Browser Extensions: A Hidden Threat to Organizational Security

According to a report by LayerX, browser extensions are installed on almost every employee's browser but are rarely monitored by security teams or controlled by IT departments. This makes nearly every employee a potential security vulnerability.

• Most extensions access sensitive data:

  • 99% of organizational users have at least one browser extension installed; 53% have more than ten.

  • 53% use extensions with high or sensitive access levels, including cookies, passwords, browsing history, and other data.

  • Over 20% of users have installed Generative AI (GenAI) extensions, which are twice as likely as others to access sensitive data and bypass organizational access controls.

  • 58% of GenAI extensions have high or sensitive permissions—twice the average of other extensions.

• Developer credibility is questionable:

  • 54% of extension developers use free email accounts like Gmail.
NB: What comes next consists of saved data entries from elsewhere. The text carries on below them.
//! World runtime.
//!
//! Every world is owned by a single background task. All reads and writes of a
//! world's entities and chunks happen inside transactions submitted to that
//! task's queue, so transactions on the same world never overlap.

mod chunks;
mod handle;
mod loader;
mod tx;

pub use handle::{EntityData, EntityHandle, EntityId, EntitySpawnOpts};
pub use loader::{Loader, LoaderId};
pub use tx::Tx;

use std::collections::HashMap;
use std::sync::atomic::{AtomicU32, Ordering};
use std::sync::Arc;

use log::{debug, info};
use serde::{Deserialize, Serialize};
use thiserror::Error;
use tokio::sync::{mpsc, oneshot};

use npc_shared::{ChunkPos, Vec3};

use crate::entities::Player;
use chunks::ChunkTickets;

/// Source of unique world IDs
static NEXT_WORLD_ID: AtomicU32 = AtomicU32::new(1);

/// A transaction closure queued on a world
type TxFn = Box<dyn FnOnce(&mut Tx<'_>) + Send>;

/// Errors returned when talking to a world
#[derive(Debug, Error)]
pub enum WorldError {
    #[error("world {0} is closed")]
    Closed(String),
}

/// Definition of a world to start
#[derive(Debug, Clone, PartialEq, Serialize, Deserialize)]
#[serde(default)]
pub struct WorldSettings {
    pub name: String,
    /// Where actors respawn
    pub spawn: Vec3,
}

impl Default for WorldSettings {
    fn default() -> Self {
        Self {
            name: "overworld".into(),
            spawn: Vec3::new(0.5, 64.0, 0.5),
        }
    }
}

/// Persisted data of an entity that was in a world when it closed
#[derive(Debug, Clone)]
pub struct SavedEntity {
    pub id: EntityId,
    pub name: String,
    pub data: Vec<u8>,
}

/// Commands consumed by the world task
enum WorldCommand {
    /// Run a transaction
    Exec(TxFn),
    /// Add an entity transferred from another world
    Insert(Player),
    /// Quit all entities and stop the task
    Close {
        response: oneshot::Sender<Vec<SavedEntity>>,
    },
}

/// State owned by the world task
#[derive(Default)]
pub(crate) struct WorldState {
    pub(crate) entities: HashMap<EntityId, Player>,
    pub(crate) chunks: ChunkTickets,
}

/// Handle to a running world. Cloning is cheap; two handles are equal if they
/// refer to the same world.
#[derive(Clone)]
pub struct World {
    inner: Arc<WorldInner>,
}

struct WorldInner {
    id: u32,
    name: String,
    spawn: Vec3,
    sender: mpsc::UnboundedSender<WorldCommand>,
}

impl World {
    /// Start a new world. Must be called from within a tokio runtime.
    ///
    /// The world runs until [`World::close`] is called.
    pub fn new(settings: WorldSettings) -> Self {
        // Unbounded: transactions submit to other worlds from synchronous code
        // and must never wait for queue capacity.
        let (sender, receiver) = mpsc::unbounded_channel();
        let world = Self {
            inner: Arc::new(WorldInner {
                id: NEXT_WORLD_ID.fetch_add(1, Ordering::Relaxed),
                name: settings.name,
                spawn: settings.spawn,
                sender,
            }),
        };

        tokio::spawn(world_task(world.clone(), receiver));
        info!("World {} ({}) started", world.name(), world.id());

        world
    }

    pub fn id(&self) -> u32 {
        self.inner.id
    }

    pub fn name(&self) -> &str {
        &self.inner.name
    }

    /// Position actors respawn at
    pub fn spawn_position(&self) -> Vec3 {
        self.inner.spawn
    }

    /// Whether the world task has stopped accepting transactions
    pub fn is_closed(&self) -> bool {
        self.inner.sender.is_closed()
    }

    /// Run a transaction on the world and wait for its result
    pub async fn exec<R, F>(&self, f: F) -> Result<R, WorldError>
    where
        F: FnOnce(&mut Tx<'_>) -> R + Send + 'static,
        R: Send + 'static,
    {
        let (response, rx) = oneshot::channel();
        self.submit(move |tx| {
            let _ = response.send(f(tx));
        })?;
        rx.await.map_err(|_| self.closed())
    }

    /// Queue a transaction without waiting for it (fire and forget).
    /// Safe to call from inside a transaction of any world.
    pub fn submit<F>(&self, f: F) -> Result<(), WorldError>
    where
        F: FnOnce(&mut Tx<'_>) + Send + 'static,
    {
        self.send(WorldCommand::Exec(Box::new(f)))
    }

    /// Quit every entity in the world and stop it. Returns the persisted data
    /// of entities whose configuration saves any.
    pub async fn close(&self) -> Result<Vec<SavedEntity>, WorldError> {
        let (response, rx) = oneshot::channel();
        self.send(WorldCommand::Close { response })?;
        rx.await.map_err(|_| self.closed())
    }

    /// Number of entities currently in the world
    pub async fn entity_count(&self) -> Result<usize, WorldError> {
        self.exec(|tx| tx.entity_count()).await
    }

    /// Number of chunks held loaded by any loader
    pub async fn loaded_chunks(&self) -> Result<usize, WorldError> {
        self.exec(|tx| tx.loaded_chunks()).await
    }

    /// Number of loaders keeping a chunk loaded
    pub async fn chunk_viewers(&self, pos: ChunkPos) -> Result<usize, WorldError> {
        self.exec(move |tx| tx.chunk_viewers(pos)).await
    }

    fn send(&self, cmd: WorldCommand) -> Result<(), WorldError> {
        self.inner.sender.send(cmd).map_err(|_| self.closed())
    }

    /// Hand an entity to the world's queue. The entity is given back if the
    /// world no longer accepts commands.
    pub(crate) fn insert(&self, player: Player) -> Result<(), Player> {
        match self.inner.sender.send(WorldCommand::Insert(player)) {
            Ok(()) => Ok(()),
            Err(mpsc::error::SendError(WorldCommand::Insert(player))) => Err(player),
            Err(_) => unreachable!("only inserts are sent here"),
        }
    }

    fn closed(&self) -> WorldError {
        WorldError::Closed(self.inner.name.clone())
    }
}

impl PartialEq for World {
    fn eq(&self, other: &Self) -> bool {
        Arc::ptr_eq(&self.inner, &other.inner)
    }
}

impl Eq for World {}

impl std::fmt::Debug for World {
    fn fmt(&self, f: &mut std::fmt::Formatter<'_>) -> std::fmt::Result {
        f.debug_struct("World")
            .field("id", &self.inner.id)
            .field("name", &self.inner.name)
            .finish()
    }
}

/// Background task that owns a world's state and runs its transactions in order
async fn world_task(world: World, mut rx: mpsc::UnboundedReceiver<WorldCommand>) {
    let mut state = WorldState::default();

    while let Some(cmd) = rx.recv().await {
        match cmd {
            WorldCommand::Exec(f) => {
                let mut tx = Tx::new(&world, &mut state);
                f(&mut tx);
            }

            WorldCommand::Insert(player) => {
                debug!("Entity {} entered world {}", player.id(), world.name());
                state.entities.insert(player.id(), player);
            }

            WorldCommand::Close { response } => {
                rx.close();
                drain_queue(&world, &mut state, &mut rx);
                let saved = close_entities(&world, &mut state);
                let _ = response.send(saved);
                break;
            }
        }
    }

    info!("World {} ({}) stopped", world.name(), world.id());
}

/// Run what was queued before the world stopped accepting commands. Entities
/// transferred in are kept so that they are quit with the rest.
fn drain_queue(world: &World, state: &mut WorldState, rx: &mut mpsc::UnboundedReceiver<WorldCommand>) {
    while let Ok(cmd) = rx.try_recv() {
        match cmd {
            WorldCommand::Exec(f) => {
                let mut tx = Tx::new(world, state);
                f(&mut tx);
            }
            WorldCommand::Insert(player) => {
                debug!("Entity {} entered closing world {}", player.id(), world.name());
                state.entities.insert(player.id(), player);
            }
            // Dropping the response reports the world as closed
            WorldCommand::Close { .. } => {}
        }
    }
}

/// Quit every entity still in the world, collecting persisted data first
fn close_entities(world: &World, state: &mut WorldState) -> Vec<SavedEntity> {
    let ids: Vec<EntityId> = state.entities.keys().copied().collect();
    let count = ids.len();
    let mut saved = Vec::new();
    let mut tx = Tx::new(world, state);

    for id in ids {
        let Some(mut player) = tx.checkout(id) else {
            continue;
        };
        if let Some(data) = player.handle().config().encode_data(&player) {
            saved.push(SavedEntity {
                id,
                name: player.name().to_string(),
                data,
            });
        }
        player.close(&mut tx);
        tx.checkin(player);
    }

    debug!("World {} closed {} entities, {} saved", world.name(), count, saved.len());
    saved
}
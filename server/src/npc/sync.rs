//! Background task keeping an NPC's loader in the NPC's world.

use std::sync::{Arc, Mutex};

use log::debug;
use tokio::time::{self, MissedTickBehavior};

use npc_shared::sync_interval;

use super::lock;
use crate::world::{EntityHandle, Loader};

/// Periodically moves the loader to the world the NPC is in. The NPC may be
/// moved to another world by anything; the loader follows within one tick.
/// Stops once the NPC no longer resolves to a world.
pub(super) async fn sync_world(npc: EntityHandle, loader: Arc<Mutex<Loader>>) {
    let mut ticker = time::interval(sync_interval());
    ticker.set_missed_tick_behavior(MissedTickBehavior::Delay);
    // The first tick completes immediately
    ticker.tick().await;

    loop {
        ticker.tick().await;

        let loader = Arc::clone(&loader);
        let synced = npc
            .exec_world(move |tx, _| {
                let mut loader = lock(&loader);
                if loader.world() != tx.world() {
                    let world = tx.world().clone();
                    loader.change_world(tx, world);
                }
            })
            .await;

        if synced.is_none() {
            debug!("NPC {} is no longer in a world, stopping world sync", npc.id());
            return;
        }
    }
}
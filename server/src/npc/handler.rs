//! Handler attached to every NPC.

use std::sync::{Arc, Mutex};

use log::debug;

use npc_shared::{Rotation, Vec3, LOADER_RADIUS, NPC_HURT_IMMUNITY};

use super::{lock, HandlerFunc};
use crate::entities::{DamageSource, DeathOutcome, HurtEvent, HurtOutcome, Outcome, Player, PlayerHandler};
use crate::world::{Loader, Tx};

/// Runs the NPC's [`HandlerFunc`] when a player attacks it and keeps its
/// [`Loader`] positioned on the NPC.
pub(super) struct NpcHandler {
    loader: Arc<Mutex<Loader>>,
    f: HandlerFunc,
    vulnerable: bool,
}

impl NpcHandler {
    pub(super) fn new(loader: Arc<Mutex<Loader>>, f: HandlerFunc, vulnerable: bool) -> Self {
        Self { loader, f, vulnerable }
    }

    /// Centre the loader on `pos` and load the chunks closest to it
    pub(super) fn sync_position(&self, tx: &mut Tx<'_>, pos: Vec3) {
        let mut loader = lock(&self.loader);
        loader.move_to(tx, pos);
        loader.load(tx, LOADER_RADIUS as usize);
    }
}

impl PlayerHandler for NpcHandler {
    fn handle_move(&self, tx: &mut Tx<'_>, _p: &mut Player, pos: Vec3, _rot: Rotation) -> Outcome {
        self.sync_position(tx, pos);
        Outcome::Proceed
    }

    fn handle_teleport(&self, tx: &mut Tx<'_>, _p: &mut Player, pos: Vec3) -> Outcome {
        self.sync_position(tx, pos);
        Outcome::Proceed
    }

    fn handle_hurt(&self, tx: &mut Tx<'_>, p: &mut Player, hurt: &HurtEvent) -> HurtOutcome {
        let mut outcome = hurt.proceed();

        if let Some(id) = hurt.source.attacking_player() {
            outcome.damage = 0.0;
            match tx.player(id) {
                Some(attacker) => (self.f)(p, attacker),
                // Left, moved to another world, or is this NPC
                None => debug!("NPC {} attacked by player {} who is not in world {}", p.id(), id, tx.world().name()),
            }
        }

        outcome.immunity = NPC_HURT_IMMUNITY;
        if !self.vulnerable {
            outcome.suppressed = true;
        }
        outcome
    }

    fn handle_death(&self, _tx: &mut Tx<'_>, _p: &mut Player, _src: &DamageSource) -> DeathOutcome {
        DeathOutcome {
            keep_inventory: true,
            respawn: true,
        }
    }

    fn handle_quit(&self, tx: &mut Tx<'_>, _p: &mut Player) {
        lock(&self.loader).close(tx);
    }
}
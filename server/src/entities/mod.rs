//! Actors and the handlers reacting to their events.

mod config;
mod handler;
mod player;

pub use config::{EntityConfig, PlayerConfig};
pub use handler::{
    Attacker, DamageSource, DeathOutcome, HurtEvent, HurtOutcome, NopHandler, Outcome, PlayerHandler,
};
pub use player::Player;
pub(crate) use player::Removal;
//! Item stacks and armour sets held by actors.

use serde::{Deserialize, Serialize};

/// A stack of a single item type
#[derive(Debug, Clone, PartialEq, Eq, Serialize, Deserialize)]
pub struct ItemStack {
    /// Namespaced item identifier, e.g. "minecraft:diamond_sword"
    pub item: String,
    pub count: u32,
}

impl ItemStack {
    pub fn new(item: impl Into<String>, count: u32) -> Self {
        Self { item: item.into(), count }
    }
}

/// Armour worn by an actor, one optional stack per slot
#[derive(Debug, Clone, Default, PartialEq, Eq, Serialize, Deserialize)]
pub struct Armour {
    pub helmet: Option<ItemStack>,
    pub chestplate: Option<ItemStack>,
    pub leggings: Option<ItemStack>,
    pub boots: Option<ItemStack>,
}

impl Armour {
    pub fn set(
        &mut self,
        helmet: Option<ItemStack>,
        chestplate: Option<ItemStack>,
        leggings: Option<ItemStack>,
        boots: Option<ItemStack>,
    ) {
        self.helmet = helmet;
        self.chestplate = chestplate;
        self.leggings = leggings;
        self.boots = boots;
    }

    /// Removes all armour, returning the stacks that were worn
    pub fn clear(&mut self) -> Vec<ItemStack> {
        [
            self.helmet.take(),
            self.chestplate.take(),
            self.leggings.take(),
            self.boots.take(),
        ]
        .into_iter()
        .flatten()
        .collect()
    }

    pub fn is_empty(&self) -> bool {
        self.helmet.is_none() && self.chestplate.is_none() && self.leggings.is_none() && self.boots.is_none()
    }
}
  • 79% have published only one extension.

  • 22% of extensions are less than six months old, making credibility assessment difficult.

• Outdated extensions are a growing threat:

  • 51% haven’t been updated in over a year, making them vulnerable to exploits.

  • 25% haven’t been updated in over a year and are by developers using free Gmail accounts—indicating possible abandonment.

• Unofficial and side-loaded extensions increase risk:

  • 17% come from unofficial sources.

  • 26% are side-loaded via external processes, bypassing official store checks.

Orr Shad, CEO of LayerX Security, warns that browser extensions have become a major overlooked threat in organizational environments due to their widespread use, high access levels, lack of oversight, and often unknown publishers.

Conclusion: Organizations must implement stricter extension management policies to safeguard sensitive data and reduce risk.